> _Extracted material_:

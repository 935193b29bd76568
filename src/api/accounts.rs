// src/api/accounts.rs
use axum::{
    extract::State,
    http::StatusCode,
    Json,
};
use serde::Deserialize;
use serde_json::{json, Value};

use super::{ApiJson, ApiPath, AppState, CurrentActor};
use crate::auth::{NewAccount, Session};
use crate::error::{CrmError, CrmResult};
use crate::model::{Actor, ActorId, Role};
use crate::store::ActorStore;

#[derive(Debug, Deserialize)]
#[serde(rename_all = "camelCase")]
pub(super) struct RegisterBody {
    #[serde(default)]
    name: String,
    #[serde(default)]
    email: String,
    #[serde(default)]
    password: String,
}

#[derive(Debug, Deserialize)]
pub(super) struct LoginBody {
    #[serde(default)]
    email: String,
    #[serde(default)]
    password: String,
}

#[derive(Debug, Deserialize)]
#[serde(rename_all = "camelCase")]
pub(super) struct CreateUserBody {
    #[serde(default)]
    name: String,
    #[serde(default)]
    email: String,
    #[serde(default)]
    password: String,
    #[serde(default)]
    role: Role,
    #[serde(default)]
    shared_pool_access: bool,
}

#[derive(Debug, Deserialize)]
#[serde(rename_all = "camelCase")]
pub(super) struct AccessBody {
    shared_pool_access: bool,
}

/// Self-registration always yields an Intern without shared-pool access.
pub(super) async fn register(
    State(state): State<AppState>,
    ApiJson(body): ApiJson<RegisterBody>,
) -> CrmResult<(StatusCode, Json<Value>)> {
    let user = state
        .auth
        .register(NewAccount {
            name: body.name,
            email: body.email,
            password: body.password,
            role: Role::Intern,
            shared_pool_access: false,
        })
        .await?;
    tracing::info!(target: "auth", actor_id = user.id, "account registered");
    Ok((
        StatusCode::CREATED,
        Json(json!({ "message": "User registered successfully", "user": user })),
    ))
}

pub(super) async fn login(
    State(state): State<AppState>,
    ApiJson(body): ApiJson<LoginBody>,
) -> CrmResult<Json<Session>> {
    if body.email.trim().is_empty() || body.password.is_empty() {
        return Err(CrmError::Validation("Email and password are required".into()));
    }
    let session = state.auth.login(body.email.trim(), &body.password).await?;
    tracing::info!(target: "auth", actor_id = session.user.id, "login");
    Ok(Json(session))
}

pub(super) async fn create_user(
    State(state): State<AppState>,
    CurrentActor(actor): CurrentActor,
    ApiJson(body): ApiJson<CreateUserBody>,
) -> CrmResult<(StatusCode, Json<Actor>)> {
    state.policy.require_privileged(&actor)?;
    let user = state
        .auth
        .register(NewAccount {
            name: body.name,
            email: body.email,
            password: body.password,
            role: body.role,
            shared_pool_access: body.shared_pool_access,
        })
        .await?;
    tracing::info!(target: "auth", by = actor.id, actor_id = user.id, role = ?user.role, "account created");
    Ok((StatusCode::CREATED, Json(user)))
}

pub(super) async fn list_users(
    State(state): State<AppState>,
    CurrentActor(actor): CurrentActor,
) -> CrmResult<Json<Vec<Actor>>> {
    state.policy.require_privileged(&actor)?;
    Ok(Json(state.store.list_actors().await?))
}

pub(super) async fn set_access(
    State(state): State<AppState>,
    CurrentActor(actor): CurrentActor,
    ApiPath(id): ApiPath<ActorId>,
    ApiJson(body): ApiJson<AccessBody>,
) -> CrmResult<Json<Actor>> {
    state.policy.require_privileged(&actor)?;
    let updated = state
        .store
        .set_shared_pool_access(id, body.shared_pool_access)
        .await?
        .ok_or_else(|| CrmError::NotFound("User not found".into()))?;
    tracing::info!(
        target: "auth",
        by = actor.id,
        actor_id = id,
        shared_pool_access = body.shared_pool_access,
        "shared pool access changed"
    );
    Ok(Json(updated))
}

/// Removes the account, its personal leads and its sessions.
pub(super) async fn delete_user(
    State(state): State<AppState>,
    CurrentActor(actor): CurrentActor,
    ApiPath(id): ApiPath<ActorId>,
) -> CrmResult<Json<Value>> {
    state.policy.require_privileged(&actor)?;
    if id == actor.id {
        return Err(CrmError::Validation("Cannot delete your own account".into()));
    }
    let cascaded = state
        .store
        .delete_actor(id)
        .await?
        .ok_or_else(|| CrmError::NotFound("User not found".into()))?;
    state.auth.revoke_actor(id);
    tracing::info!(target: "auth", by = actor.id, actor_id = id, leads_deleted = cascaded, "account deleted");
    Ok(Json(json!({ "message": "User deleted", "leadsDeleted": cascaded })))
}
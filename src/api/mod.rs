// src/api/mod.rs
//! HTTP surface. Handlers are thin: they authenticate, ask the policy, and
//! delegate to the store or the ingestion pipeline.

mod accounts;
mod executions;
mod imports;
mod leads;

use axum::{
    extract::{FromRequest, FromRequestParts, Path, Query},
    http::{header::AUTHORIZATION, request::Parts},
    routing::{get, post, put},
    Router,
};
use serde::Deserialize;
use std::sync::Arc;
use tower_http::cors::CorsLayer;

use crate::auth::{bearer_token, AuthProvider};
use crate::error::CrmError;
use crate::ingest::scrape::ScrapeProvider;
use crate::model::{Actor, ActorId};
use crate::notify::MeetingNotifier;
use crate::policy::{ScopeRequest, VisibilityPolicy};
use crate::store::Store;

/// Shared handles for every request. Built once at startup.
#[derive(Clone)]
pub struct AppState {
    pub store: Arc<dyn Store>,
    pub auth: Arc<dyn AuthProvider>,
    pub policy: Arc<VisibilityPolicy>,
    pub scraper: Arc<dyn ScrapeProvider>,
    pub notifier: MeetingNotifier,
}

/// The authenticated caller, as currently stored.
#[derive(Debug, Clone)]
pub struct CurrentActor(pub Actor);

impl FromRequestParts<AppState> for CurrentActor {
    type Rejection = CrmError;

    async fn from_request_parts(parts: &mut Parts, state: &AppState) -> Result<Self, Self::Rejection> {
        let header = parts
            .headers
            .get(AUTHORIZATION)
            .and_then(|v| v.to_str().ok());
        let token = bearer_token(header)
            .ok_or_else(|| CrmError::Unauthenticated("Access denied. No token provided.".into()))?;
        state.auth.verify(token).await.map(CurrentActor)
    }
}

/// `axum::Json` whose rejection is a `CrmError`.
#[derive(Debug, FromRequest)]
#[from_request(via(axum::Json), rejection(CrmError))]
pub struct ApiJson<T>(pub T);

#[derive(Debug, FromRequestParts)]
#[from_request(via(Query), rejection(CrmError))]
pub struct ApiQuery<T>(pub T);

#[derive(Debug, FromRequestParts)]
#[from_request(via(Path), rejection(CrmError))]
pub struct ApiPath<T>(pub T);

/// `?scope=&status=&targetUserId=` shared by the listing-style routes.
#[derive(Debug, Default, Deserialize)]
#[serde(rename_all = "camelCase")]
pub(crate) struct ScopeQuery {
    pub scope: Option<String>,
    pub status: Option<String>,
    pub target_user_id: Option<ActorId>,
}

impl ScopeQuery {
    fn request(&self) -> Result<ScopeRequest, CrmError> {
        ScopeRequest::parse(self.scope.as_deref())
    }

    fn status(&self) -> Option<String> {
        self.status
            .as_deref()
            .map(str::trim)
            .filter(|s| !s.is_empty())
            .map(str::to_string)
    }
}

pub fn router(state: AppState) -> Router {
    Router::new()
        .route("/", get(|| async { "OK" }))
        .route("/health", get(|| async { "OK" }))
        .route("/auth/register", post(accounts::register))
        .route("/auth/login", post(accounts::login))
        .route("/users", post(accounts::create_user).get(accounts::list_users))
        .route("/users/{id}", axum::routing::delete(accounts::delete_user))
        .route("/users/{id}/access", put(accounts::set_access))
        .route("/leads", get(leads::list).post(leads::create))
        .route("/leads/{id}", put(leads::update).delete(leads::remove))
        .route("/leads/bulk", post(imports::bulk))
        .route("/leads/import", post(imports::import_csv))
        .route("/leads/export", get(imports::export_csv))
        .route("/stats", get(leads::stats))
        .route("/lead-gen", post(imports::lead_gen))
        .route("/executions", get(executions::list).post(executions::create))
        .route("/executions/{id}", get(executions::get_one).put(executions::update))
        .layer(CorsLayer::very_permissive())
        .with_state(state)
}
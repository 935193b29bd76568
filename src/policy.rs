// src/policy.rs
//! Visibility and authorization rules for leads and execution records. Every
//! user-initiated read, write and delete goes through `VisibilityPolicy`;
//! batch ingestion only uses it to pick the target scope.

use crate::error::{CrmError, CrmResult};
use crate::model::{Actor, ActorId, Execution, Scope};

/// Result of resolving a read request to a set of scopes.
#[derive(Debug, Clone, Copy, PartialEq, Eq)]
pub enum ScopeView {
    One(Scope),
    All,
}

impl ScopeView {
    pub fn contains(&self, scope: Scope) -> bool {
        match self {
            ScopeView::One(s) => *s == scope,
            ScopeView::All => true,
        }
    }
}

/// What the caller asked for via `?scope=`.
#[derive(Debug, Clone, Copy, PartialEq, Eq, Default)]
pub enum ScopeRequest {
    #[default]
    Own,
    Common,
    All,
}

impl ScopeRequest {
    /// Absent, `self` and `personal` all mean the caller's own pool.
    pub fn parse(raw: Option<&str>) -> CrmResult<Self> {
        let Some(raw) = raw.map(str::trim).filter(|s| !s.is_empty()) else {
            return Ok(ScopeRequest::Own);
        };
        match raw.to_ascii_lowercase().as_str() {
            "self" | "personal" | "mine" => Ok(ScopeRequest::Own),
            "common" | "shared" => Ok(ScopeRequest::Common),
            "all" => Ok(ScopeRequest::All),
            other => Err(CrmError::Validation(format!("unknown scope '{other}'"))),
        }
    }
}

#[derive(Debug, Clone, Default)]
pub struct VisibilityPolicy {
    super_admin_email: Option<String>,
}

impl VisibilityPolicy {
    pub fn new(super_admin_email: Option<String>) -> Self {
        Self {
            super_admin_email: super_admin_email
                .map(|e| e.trim().to_string())
                .filter(|e| !e.is_empty()),
        }
    }

    pub fn can_access_shared_pool(&self, actor: &Actor) -> bool {
        actor.role.is_privileged() || actor.shared_pool_access
    }

    pub fn is_super_admin(&self, actor: &Actor) -> bool {
        self.super_admin_email
            .as_deref()
            .is_some_and(|e| e.eq_ignore_ascii_case(actor.email.trim()))
    }

    /// Resolve a read request to the scopes the actor may see.
    pub fn resolve_read(
        &self,
        actor: &Actor,
        request: ScopeRequest,
        target: Option<ActorId>,
    ) -> CrmResult<ScopeView> {
        match request {
            ScopeRequest::Own => Ok(ScopeView::One(actor.own_scope())),
            ScopeRequest::Common => {
                if !self.can_access_shared_pool(actor) {
                    return Err(CrmError::Forbidden(
                        "Access to Team Leads denied by Administrator.".into(),
                    ));
                }
                Ok(ScopeView::One(Scope::Shared))
            }
            ScopeRequest::All => {
                if !actor.role.is_privileged() {
                    return Err(CrmError::Forbidden("Access denied".into()));
                }
                Ok(match target {
                    Some(id) => ScopeView::One(Scope::Actor(id)),
                    None => ScopeView::All,
                })
            }
        }
    }

    /// Scope new leads land in: the shared pool when `common` was requested
    /// (same permission as reading it), the actor's own pool otherwise.
    pub fn resolve_target(&self, actor: &Actor, request: ScopeRequest) -> CrmResult<Scope> {
        match request {
            ScopeRequest::Common => match self.resolve_read(actor, request, None)? {
                ScopeView::One(scope) => Ok(scope),
                ScopeView::All => Ok(Scope::Shared),
            },
            ScopeRequest::Own | ScopeRequest::All => Ok(actor.own_scope()),
        }
    }

    /// Owner, shared pool, or super-admin: any one of them is enough.
    pub fn may_modify(&self, actor: &Actor, target: Scope) -> bool {
        target == actor.own_scope() || target == Scope::Shared || self.is_super_admin(actor)
    }

    pub fn authorize_modify(&self, actor: &Actor, target: Scope) -> CrmResult<()> {
        if self.may_modify(actor, target) {
            Ok(())
        } else {
            Err(CrmError::Forbidden("Unauthorized".into()))
        }
    }

    /// Runner or owner of the run's scope. Shared-pool runs follow the same
    /// access flag as the shared pool itself.
    fn owns_execution(&self, actor: &Actor, exec: &Execution) -> bool {
        if exec.created_by == Some(actor.id) {
            return true;
        }
        match exec.scope {
            Scope::Actor(id) => id == actor.id,
            Scope::Shared => self.can_access_shared_pool(actor),
        }
    }

    /// HR and the super-admin see every run; everyone else sees their own and,
    /// with access, the shared pool's.
    pub fn may_view_execution(&self, actor: &Actor, exec: &Execution) -> bool {
        actor.role.is_privileged() || self.is_super_admin(actor) || self.owns_execution(actor, exec)
    }

    /// Same as viewing, minus the HR-wide read.
    pub fn may_modify_execution(&self, actor: &Actor, exec: &Execution) -> bool {
        self.is_super_admin(actor) || self.owns_execution(actor, exec)
    }

    pub fn authorize_execution_view(&self, actor: &Actor, exec: &Execution) -> CrmResult<()> {
        if self.may_view_execution(actor, exec) {
            Ok(())
        } else {
            Err(CrmError::Forbidden("Access denied".into()))
        }
    }

    pub fn authorize_execution_modify(&self, actor: &Actor, exec: &Execution) -> CrmResult<()> {
        if self.may_modify_execution(actor, exec) {
            Ok(())
        } else {
            Err(CrmError::Forbidden("Unauthorized".into()))
        }
    }

    /// Gate for HR-only management routes.
    pub fn require_privileged(&self, actor: &Actor) -> CrmResult<()> {
        if actor.role.is_privileged() {
            Ok(())
        } else {
            Err(CrmError::Forbidden("Access denied".into()))
        }
    }
}
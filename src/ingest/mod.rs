// src/ingest/mod.rs
//! Ingestion pipeline: payload -> rows -> normalize -> dedup-resolve -> tally
//! -> finalized execution.

pub mod dedup;
pub mod normalize;
pub mod rows;
pub mod scrape;

use anyhow::Result;
use metrics::{counter, describe_counter, describe_gauge, describe_histogram, gauge, histogram};
use once_cell::sync::OnceCell;
use serde::Serialize;
use std::time::Instant;

use crate::model::{
    ActorId, Execution, LeadId, NewExecution, RowError, Scope, EXECUTION_FAILURE,
    EXECUTION_SUCCESS,
};
use crate::notify::MeetingNotifier;
use crate::store::{ExecutionStore, LeadStore};
use normalize::{normalize, NormalizeContext};
use rows::ParsedRow;

/// One-time metrics registration (so series show up on /metrics).
fn ensure_metrics_described() {
    static ONCE: OnceCell<()> = OnceCell::new();
    ONCE.get_or_init(|| {
        describe_counter!("ingest_runs_total", "Ingestion runs started.");
        describe_counter!("ingest_rows_total", "Rows seen across all runs.");
        describe_counter!(
            "ingest_leads_created_total",
            "Leads newly created by ingestion."
        );
        describe_counter!(
            "ingest_row_errors_total",
            "Rows skipped because they could not be parsed or stored."
        );
        describe_histogram!("ingest_run_ms", "Ingestion run time in milliseconds.");
        describe_gauge!("ingest_last_run_ts", "Unix ts of the last finished run.");
    });
}

/// Where a batch goes and how its execution is labelled.
#[derive(Debug, Clone)]
pub struct IngestRequest {
    pub scope: Scope,
    /// Actor who started the run, recorded on the execution.
    pub created_by: Option<ActorId>,
    pub query: Option<String>,
    pub location: Option<String>,
    /// Source tag for rows that do not carry their own.
    pub source: Option<String>,
    pub name: Option<String>,
    /// Keep the raw payload on the execution for replay/audit.
    pub retain_payload: bool,
}

impl IngestRequest {
    pub fn new(scope: Scope) -> Self {
        Self {
            scope,
            created_by: None,
            query: None,
            location: None,
            source: None,
            name: None,
            retain_payload: false,
        }
    }

    fn context(&self) -> NormalizeContext {
        NormalizeContext {
            query: self.query.clone(),
            location: self.location.clone(),
            source: self.source.clone(),
        }
    }
}

#[derive(Debug, Clone, Copy, PartialEq, Eq, Serialize)]
#[serde(rename_all = "lowercase")]
pub enum RowStatus {
    Created,
    Existing,
    Error,
}

#[derive(Debug, Clone, PartialEq, Eq, Serialize)]
#[serde(rename_all = "camelCase")]
pub struct RowOutcome {
    pub row: usize,
    pub status: RowStatus,
    #[serde(skip_serializing_if = "Option::is_none")]
    pub lead_id: Option<LeadId>,
    #[serde(skip_serializing_if = "Option::is_none")]
    pub business_name: Option<String>,
    #[serde(skip_serializing_if = "Option::is_none")]
    pub error: Option<String>,
}

#[derive(Debug, Clone, Serialize)]
#[serde(rename_all = "camelCase")]
pub struct IngestReport {
    pub execution: Execution,
    pub rows: Vec<RowOutcome>,
}

impl IngestReport {
    fn count(&self, status: RowStatus) -> usize {
        self.rows.iter().filter(|r| r.status == status).count()
    }

    pub fn created(&self) -> usize {
        self.count(RowStatus::Created)
    }

    pub fn existing(&self) -> usize {
        self.count(RowStatus::Existing)
    }

    pub fn errors(&self) -> usize {
        self.count(RowStatus::Error)
    }
}

/// Ingest a raw CSV payload. Store failures creating or finalizing the
/// execution fail the call; everything row-level is recorded instead.
pub async fn ingest_csv<S>(
    store: &S,
    notifier: &MeetingNotifier,
    req: IngestRequest,
    bytes: &[u8],
) -> Result<IngestReport>
where
    S: LeadStore + ExecutionStore + ?Sized,
{
    let payload = req
        .retain_payload
        .then(|| String::from_utf8_lossy(bytes).into_owned());
    let execution = start(store, &req, payload).await?;

    match rows::parse_csv(bytes) {
        Ok(parsed) => run(store, notifier, &req, execution, parsed).await,
        Err(e) => {
            tracing::warn!(target: "ingest", execution_id = execution.id, error = %e, "CSV payload unreadable");
            let errors = vec![RowError {
                row: 0,
                business_name: None,
                error: format!("{e:#}"),
            }];
            let execution = finish(store, execution, 0, EXECUTION_FAILURE, errors).await?;
            Ok(IngestReport {
                execution,
                rows: Vec::new(),
            })
        }
    }
}

/// Ingest caller-supplied records (JSON array elements).
pub async fn ingest_records<S>(
    store: &S,
    notifier: &MeetingNotifier,
    req: IngestRequest,
    records: &[serde_json::Value],
) -> Result<IngestReport>
where
    S: LeadStore + ExecutionStore + ?Sized,
{
    let payload = if req.retain_payload {
        Some(serde_json::to_string(records)?)
    } else {
        None
    };
    let execution = start(store, &req, payload).await?;
    let parsed = rows::parse_json_records(records);
    run(store, notifier, &req, execution, parsed).await
}

async fn start<S>(store: &S, req: &IngestRequest, payload: Option<String>) -> Result<Execution>
where
    S: ExecutionStore + ?Sized,
{
    ensure_metrics_described();
    counter!("ingest_runs_total").increment(1);
    store
        .create_execution(NewExecution {
            name: req.name.clone(),
            query: req.query.clone(),
            location: req.location.clone(),
            payload,
            ..NewExecution::new(req.scope, req.created_by)
        })
        .await
}

async fn run<S>(
    store: &S,
    notifier: &MeetingNotifier,
    req: &IngestRequest,
    execution: Execution,
    parsed: Vec<ParsedRow>,
) -> Result<IngestReport>
where
    S: LeadStore + ExecutionStore + ?Sized,
{
    let started = Instant::now();
    let ctx = req.context();
    let mut outcomes = Vec::with_capacity(parsed.len());
    let mut errors = Vec::new();

    for (idx, row) in parsed.into_iter().enumerate() {
        let row_no = idx + 1;
        let outcome = match row {
            Err(reason) => RowOutcome {
                row: row_no,
                status: RowStatus::Error,
                lead_id: None,
                business_name: None,
                error: Some(reason),
            },
            Ok(record) => {
                let draft = normalize(&record, &ctx);
                let name = draft.business_name.clone();
                match dedup::resolve(store, req.scope, draft).await {
                    Ok(res) => {
                        if res.created {
                            notifier.notify(&res.lead);
                        }
                        RowOutcome {
                            row: row_no,
                            status: if res.created {
                                RowStatus::Created
                            } else {
                                RowStatus::Existing
                            },
                            lead_id: Some(res.lead.id),
                            business_name: Some(name),
                            error: None,
                        }
                    }
                    Err(e) => RowOutcome {
                        row: row_no,
                        status: RowStatus::Error,
                        lead_id: None,
                        business_name: Some(name),
                        error: Some(format!("{e:#}")),
                    },
                }
            }
        };
        if outcome.status == RowStatus::Error {
            errors.push(RowError {
                row: outcome.row,
                business_name: outcome.business_name.clone(),
                error: outcome.error.clone().unwrap_or_default(),
            });
        }
        outcomes.push(outcome);
    }

    let created = outcomes
        .iter()
        .filter(|o| o.status == RowStatus::Created)
        .count() as u64;
    counter!("ingest_rows_total").increment(outcomes.len() as u64);
    counter!("ingest_leads_created_total").increment(created);
    counter!("ingest_row_errors_total").increment(errors.len() as u64);
    histogram!("ingest_run_ms").record(started.elapsed().as_secs_f64() * 1000.0);

    tracing::info!(
        target: "ingest",
        execution_id = execution.id,
        scope = %req.scope,
        rows = outcomes.len(),
        created,
        errors = errors.len(),
        "ingest run finished"
    );

    let execution = finish(store, execution, created, EXECUTION_SUCCESS, errors).await?;
    Ok(IngestReport {
        execution,
        rows: outcomes,
    })
}

async fn finish<S>(
    store: &S,
    execution: Execution,
    created: u64,
    status: &str,
    errors: Vec<RowError>,
) -> Result<Execution>
where
    S: ExecutionStore + ?Sized,
{
    gauge!("ingest_last_run_ts").set(chrono::Utc::now().timestamp().max(0) as f64);
    let id = execution.id;
    Ok(store
        .finalize_execution(id, created, status, errors.clone())
        .await?
        .unwrap_or(Execution {
            leads_generated: created,
            status: status.to_string(),
            errors,
            ..execution
        }))
}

> _Task prompt_: How many lines in the entries include the string "filename"? Answer with the number alone.

> _Task solution_: 4